**The task:**
Each record has to be repeated exactly as given.
◇ ◇ ◇ ◇
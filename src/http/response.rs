//! Raw and typed response models.
//!
//! # Responsibilities
//! - Hold a wire-level response (status, headers, single-pass body stream)
//! - Build immutable typed responses with an optional entity
//!
//! # Design Decisions
//! - Status codes outside 100..=599 are rejected at construction
//! - `ResponseBuilder::build` consumes the builder, so a response is built once
//! - An undecoded body stream can ride along until someone extracts a typed entity

use std::fmt;
use std::io::{Cursor, Read};

use http::StatusCode;

use crate::decoding::types::{DecodeError, DecodeResult, Entity};
use crate::http::headers::HeaderMultimap;

/// Single-pass response body.
pub type BodyStream = Box<dyn Read + Send + Sync>;

/// Validate a numeric status code.
pub fn status_from_u16(code: u16) -> DecodeResult<StatusCode> {
    if !(100..=599).contains(&code) {
        return Err(DecodeError::InvalidStatus(code));
    }
    StatusCode::from_u16(code).map_err(|_| DecodeError::InvalidStatus(code))
}

/// A response as received from the transport.
pub struct RawResponse {
    status: StatusCode,
    headers: HeaderMultimap,
    body: Option<BodyStream>,
}

impl RawResponse {
    pub fn new(status: u16, headers: HeaderMultimap, body: Option<BodyStream>) -> DecodeResult<Self> {
        Ok(Self {
            status: status_from_u16(status)?,
            headers,
            body,
        })
    }

    /// Response with a fully buffered body.
    pub fn from_bytes(status: u16, headers: HeaderMultimap, body: impl Into<Vec<u8>>) -> DecodeResult<Self> {
        Self::new(status, headers, Some(Box::new(Cursor::new(body.into()))))
    }

    pub fn status(&self) -> StatusCode {
        self.status
    }

    pub fn headers(&self) -> &HeaderMultimap {
        &self.headers
    }

    pub fn has_body(&self) -> bool {
        self.body.is_some()
    }

    pub fn into_parts(self) -> (StatusCode, HeaderMultimap, Option<BodyStream>) {
        (self.status, self.headers, self.body)
    }
}

impl fmt::Debug for RawResponse {
    fn fmt(&self, f: &mut fmt::Formatter<'_>) -> fmt::Result {
        f.debug_struct("RawResponse")
            .field("status", &self.status)
            .field("headers", &self.headers)
            .field("has_body", &self.body.is_some())
            .finish()
    }
}

/// Payload carried by a typed response.
pub enum ResponseEntity {
    /// Entity decoded into a typed value.
    Decoded(Entity),
    /// Body not yet decoded.
    Stream(BodyStream),
}

impl fmt::Debug for ResponseEntity {
    fn fmt(&self, f: &mut fmt::Formatter<'_>) -> fmt::Result {
        match self {
            ResponseEntity::Decoded(entity) => f.debug_tuple("Decoded").field(entity).finish(),
            ResponseEntity::Stream(_) => f.write_str("Stream(..)"),
        }
    }
}

/// Response with status, headers and an optional entity.
#[derive(Debug)]
pub struct TypedResponse {
    status: StatusCode,
    headers: HeaderMultimap,
    entity: Option<ResponseEntity>,
}

impl TypedResponse {
    pub fn builder(status: StatusCode) -> ResponseBuilder {
        ResponseBuilder::new(status)
    }

    /// Wrap a raw response without decoding its body.
    pub fn unread(raw: RawResponse) -> Self {
        let (status, headers, body) = raw.into_parts();
        Self {
            status,
            headers,
            entity: body.map(ResponseEntity::Stream),
        }
    }

    pub fn status(&self) -> StatusCode {
        self.status
    }

    pub fn headers(&self) -> &HeaderMultimap {
        &self.headers
    }

    /// The decoded entity, if one was attached.
    pub fn entity(&self) -> Option<&Entity> {
        match &self.entity {
            Some(ResponseEntity::Decoded(entity)) => Some(entity),
            _ => None,
        }
    }

    pub fn entity_as<T: 'static>(&self) -> Option<&T> {
        self.entity().and_then(|e| e.downcast_ref::<T>())
    }

    pub fn has_entity(&self) -> bool {
        self.entity().is_some()
    }

    pub fn has_body_stream(&self) -> bool {
        matches!(self.entity, Some(ResponseEntity::Stream(_)))
    }

    /// Take the undecoded body. Subsequent calls return `None`.
    pub fn take_body_stream(&mut self) -> Option<BodyStream> {
        match self.entity.take() {
            Some(ResponseEntity::Stream(stream)) => Some(stream),
            other => {
                self.entity = other;
                None
            }
        }
    }

    pub fn into_entity(self) -> Option<Entity> {
        match self.entity {
            Some(ResponseEntity::Decoded(entity)) => Some(entity),
            _ => None,
        }
    }
}

/// Accumulates the parts of a [`TypedResponse`].
#[derive(Debug)]
pub struct ResponseBuilder {
    status: StatusCode,
    headers: HeaderMultimap,
    entity: Option<ResponseEntity>,
}

impl ResponseBuilder {
    pub fn new(status: StatusCode) -> Self {
        Self {
            status,
            headers: HeaderMultimap::new(),
            entity: None,
        }
    }

    /// Append a header value.
    pub fn header(mut self, name: impl Into<String>, value: impl Into<String>) -> Self {
        self.headers.append(name, value);
        self
    }

    pub fn entity(mut self, entity: Entity) -> Self {
        self.entity = Some(ResponseEntity::Decoded(entity));
        self
    }

    pub fn body_stream(mut self, stream: BodyStream) -> Self {
        self.entity = Some(ResponseEntity::Stream(stream));
        self
    }

    pub fn build(self) -> TypedResponse {
        TypedResponse {
            status: self.status,
            headers: self.headers,
            entity: self.entity,
        }
    }
}

#[cfg(test)]
mod tests {
    use super::*;
    use std::io::Read;

    #[test]
    fn test_status_range() {
        assert_eq!(status_from_u16(100).unwrap(), StatusCode::CONTINUE);
        assert_eq!(status_from_u16(599).unwrap().as_u16(), 599);
        assert!(matches!(status_from_u16(99), Err(DecodeError::InvalidStatus(99))));
        assert!(matches!(status_from_u16(600), Err(DecodeError::InvalidStatus(600))));
    }

    #[test]
    fn test_builder() {
        let response = TypedResponse::builder(StatusCode::CREATED)
            .header("Location", "/items/7")
            .header("Vary", "Accept")
            .header("Vary", "Origin")
            .entity(Entity::new(7u32))
            .build();

        assert_eq!(response.status(), StatusCode::CREATED);
        assert_eq!(response.headers().get("vary"), ["Accept", "Origin"]);
        assert_eq!(response.entity_as::<u32>(), Some(&7));
        assert!(!response.has_body_stream());
    }

    #[test]
    fn test_unread_body_taken_once() {
        let raw = RawResponse::from_bytes(200, HeaderMultimap::new(), "hello").unwrap();
        let mut response = TypedResponse::unread(raw);
        assert!(response.has_body_stream());
        assert!(!response.has_entity());

        let mut body = String::new();
        response
            .take_body_stream()
            .unwrap()
            .read_to_string(&mut body)
            .unwrap();
        assert_eq!(body, "hello");
        assert!(response.take_body_stream().is_none());
    }

    #[test]
    fn test_builder_body_stream() {
        let mut response = TypedResponse::builder(StatusCode::OK)
            .header("Content-Type", "text/plain")
            .body_stream(Box::new(Cursor::new(b"raw".to_vec())))
            .build();
        assert!(response.has_body_stream());
        assert!(response.entity().is_none());
        assert!(response.take_body_stream().is_some());
    }

    #[test]
    fn test_take_body_keeps_decoded_entity() {
        let mut response = TypedResponse::builder(StatusCode::OK)
            .entity(Entity::new("x".to_string()))
            .build();
        assert!(response.take_body_stream().is_none());
        assert!(response.has_entity());
    }
}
◇ ◇ ◇ ◇
**Result:**
filename src/http/response.rs
//! Raw and typed response models.
//!
//! # Responsibilities
//! - Hold a wire-level response (status, headers, single-pass body stream)
//! - Build immutable typed responses with an optional entity
//!
//! # Design Decisions
//! - Status codes outside 100..=599 are rejected at construction
//! - `ResponseBuilder::build` consumes the builder, so a response is built once
//! - An undecoded body stream can ride along until someone extracts a typed entity

use std::fmt;
use std::io::{Cursor, Read};

use http::StatusCode;

use crate::decoding::types::{DecodeError, DecodeResult, Entity};
use crate::http::headers::HeaderMultimap;

/// Single-pass response body.
pub type BodyStream = Box<dyn Read + Send + Sync>;

/// Validate a numeric status code.
pub fn status_from_u16(code: u16) -> DecodeResult<StatusCode> {
    if !(100..=599).contains(&code) {
        return Err(DecodeError::InvalidStatus(code));
    }
    StatusCode::from_u16(code).map_err(|_| DecodeError::InvalidStatus(code))
}

/// A response as received from the transport.
pub struct RawResponse {
    status: StatusCode,
    headers: HeaderMultimap,
    body: Option<BodyStream>,
}

impl RawResponse {
    pub fn new(status: u16, headers: HeaderMultimap, body: Option<BodyStream>) -> DecodeResult<Self> {
        Ok(Self {
            status: status_from_u16(status)?,
            headers,
            body,
        })
    }

    /// Response with a fully buffered body.
    pub fn from_bytes(status: u16, headers: HeaderMultimap, body: impl Into<Vec<u8>>) -> DecodeResult<Self> {
        Self::new(status, headers, Some(Box::new(Cursor::new(body.into()))))
    }

    pub fn status(&self) -> StatusCode {
        self.status
    }

    pub fn headers(&self) -> &HeaderMultimap {
        &self.headers
    }

    pub fn has_body(&self) -> bool {
        self.body.is_some()
    }

    pub fn into_parts(self) -> (StatusCode, HeaderMultimap, Option<BodyStream>) {
        (self.status, self.headers, self.body)
    }
}

impl fmt::Debug for RawResponse {
    fn fmt(&self, f: &mut fmt::Formatter<'_>) -> fmt::Result {
        f.debug_struct("RawResponse")
            .field("status", &self.status)
            .field("headers", &self.headers)
            .field("has_body", &self.body.is_some())
            .finish()
    }
}

/// Payload carried by a typed response.
pub enum ResponseEntity {
    /// Entity decoded into a typed value.
    Decoded(Entity),
    /// Body not yet decoded.
    Stream(BodyStream),
}

impl fmt::Debug for ResponseEntity {
    fn fmt(&self, f: &mut fmt::Formatter<'_>) -> fmt::Result {
        match self {
            ResponseEntity::Decoded(entity) => f.debug_tuple("Decoded").field(entity).finish(),
            ResponseEntity::Stream(_) => f.write_str("Stream(..)"),
        }
    }
}

/// Response with status, headers and an optional entity.
#[derive(Debug)]
pub struct TypedResponse {
    status: StatusCode,
    headers: HeaderMultimap,
    entity: Option<ResponseEntity>,
}

impl TypedResponse {
    pub fn builder(status: StatusCode) -> ResponseBuilder {
        ResponseBuilder::new(status)
    }

    /// Wrap a raw response without decoding its body.
    pub fn unread(raw: RawResponse) -> Self {
        let (status, headers, body) = raw.into_parts();
        Self {
            status,
            headers,
            entity: body.map(ResponseEntity::Stream),
        }
    }

    pub fn status(&self) -> StatusCode {
        self.status
    }

    pub fn headers(&self) -> &HeaderMultimap {
        &self.headers
    }

    /// The decoded entity, if one was attached.
    pub fn entity(&self) -> Option<&Entity> {
        match &self.entity {
            Some(ResponseEntity::Decoded(entity)) => Some(entity),
            _ => None,
        }
    }

    pub fn entity_as<T: 'static>(&self) -> Option<&T> {
        self.entity().and_then(|e| e.downcast_ref::<T>())
    }

    pub fn has_entity(&self) -> bool {
        self.entity().is_some()
    }

    pub fn has_body_stream(&self) -> bool {
        matches!(self.entity, Some(ResponseEntity::Stream(_)))
    }

    /// Take the undecoded body. Subsequent calls return `None`.
    pub fn take_body_stream(&mut self) -> Option<BodyStream> {
        match self.entity.take() {
            Some(ResponseEntity::Stream(stream)) => Some(stream),
            other => {
                self.entity = other;
                None
            }
        }
    }

    pub fn into_entity(self) -> Option<Entity> {
        match self.entity {
            Some(ResponseEntity::Decoded(entity)) => Some(entity),
            _ => None,
        }
    }
}

/// Accumulates the parts of a [`TypedResponse`].
#[derive(Debug)]
pub struct ResponseBuilder {
    status: StatusCode,
    headers: HeaderMultimap,
    entity: Option<ResponseEntity>,
}

impl ResponseBuilder {
    pub fn new(status: StatusCode) -> Self {
        Self {
            status,
            headers: HeaderMultimap::new(),
            entity: None,
        }
    }

    /// Append a header value.
    pub fn header(mut self, name: impl Into<String>, value: impl Into<String>) -> Self {
        self.headers.append(name, value);
        self
    }

    pub fn entity(mut self, entity: Entity) -> Self {
        self.entity = Some(ResponseEntity::Decoded(entity));
        self
    }

    pub fn body_stream(mut self, stream: BodyStream) -> Self {
        self.entity = Some(ResponseEntity::Stream(stream));
        self
    }

    pub fn build(self) -> TypedResponse {
        TypedResponse {
            status: self.status,
            headers: self.headers,
            entity: self.entity,
        }
    }
}

#[cfg(test)]
mod tests {
    use super::*;
    use std::io::Read;

    #[test]
    fn test_status_range() {
        assert_eq!(status_from_u16(100).unwrap(), StatusCode::CONTINUE);
        assert_eq!(status_from_u16(599).unwrap().as_u16(), 599);
        assert!(matches!(status_from_u16(99), Err(DecodeError::InvalidStatus(99))));
        assert!(matches!(status_from_u16(600), Err(DecodeError::InvalidStatus(600))));
    }

    #[test]
    fn test_builder() {
        let response = TypedResponse::builder(StatusCode::CREATED)
            .header("Location", "/items/7")
            .header("Vary", "Accept")
            .header("Vary", "Origin")
            .entity(Entity::new(7u32))
            .build();

        assert_eq!(response.status(), StatusCode::CREATED);
        assert_eq!(response.headers().get("vary"), ["Accept", "Origin"]);
        assert_eq!(response.entity_as::<u32>(), Some(&7));
        assert!(!response.has_body_stream());
    }

    #[test]
    fn test_unread_body_taken_once() {
        let raw = RawResponse::from_bytes(200, HeaderMultimap::new(), "hello").unwrap();
        let mut response = TypedResponse::unread(raw);
        assert!(response.has_body_stream());
        assert!(!response.has_entity());

        let mut body = String::new();
        response
            .take_body_stream()
            .unwrap()
            .read_to_string(&mut body)
            .unwrap();
        assert_eq!(body, "hello");
        assert!(response.take_body_stream().is_none());
    }

    #[test]
    fn test_builder_body_stream() {
        let mut response = TypedResponse::builder(StatusCode::OK)
            .header("Content-Type", "text/plain")
            .body_stream(Box::new(Cursor::new(b"raw".to_vec())))
            .build();
        assert!(response.has_body_stream());
        assert!(response.entity().is_none());
        assert!(response.take_body_stream().is_some());
    }

    #[test]
    fn test_take_body_keeps_decoded_entity() {
        let mut response = TypedResponse::builder(StatusCode::OK)
            .entity(Entity::new("x".to_string()))
            .build();
        assert!(response.take_body_stream().is_none());
        assert!(response.has_entity());
    }
}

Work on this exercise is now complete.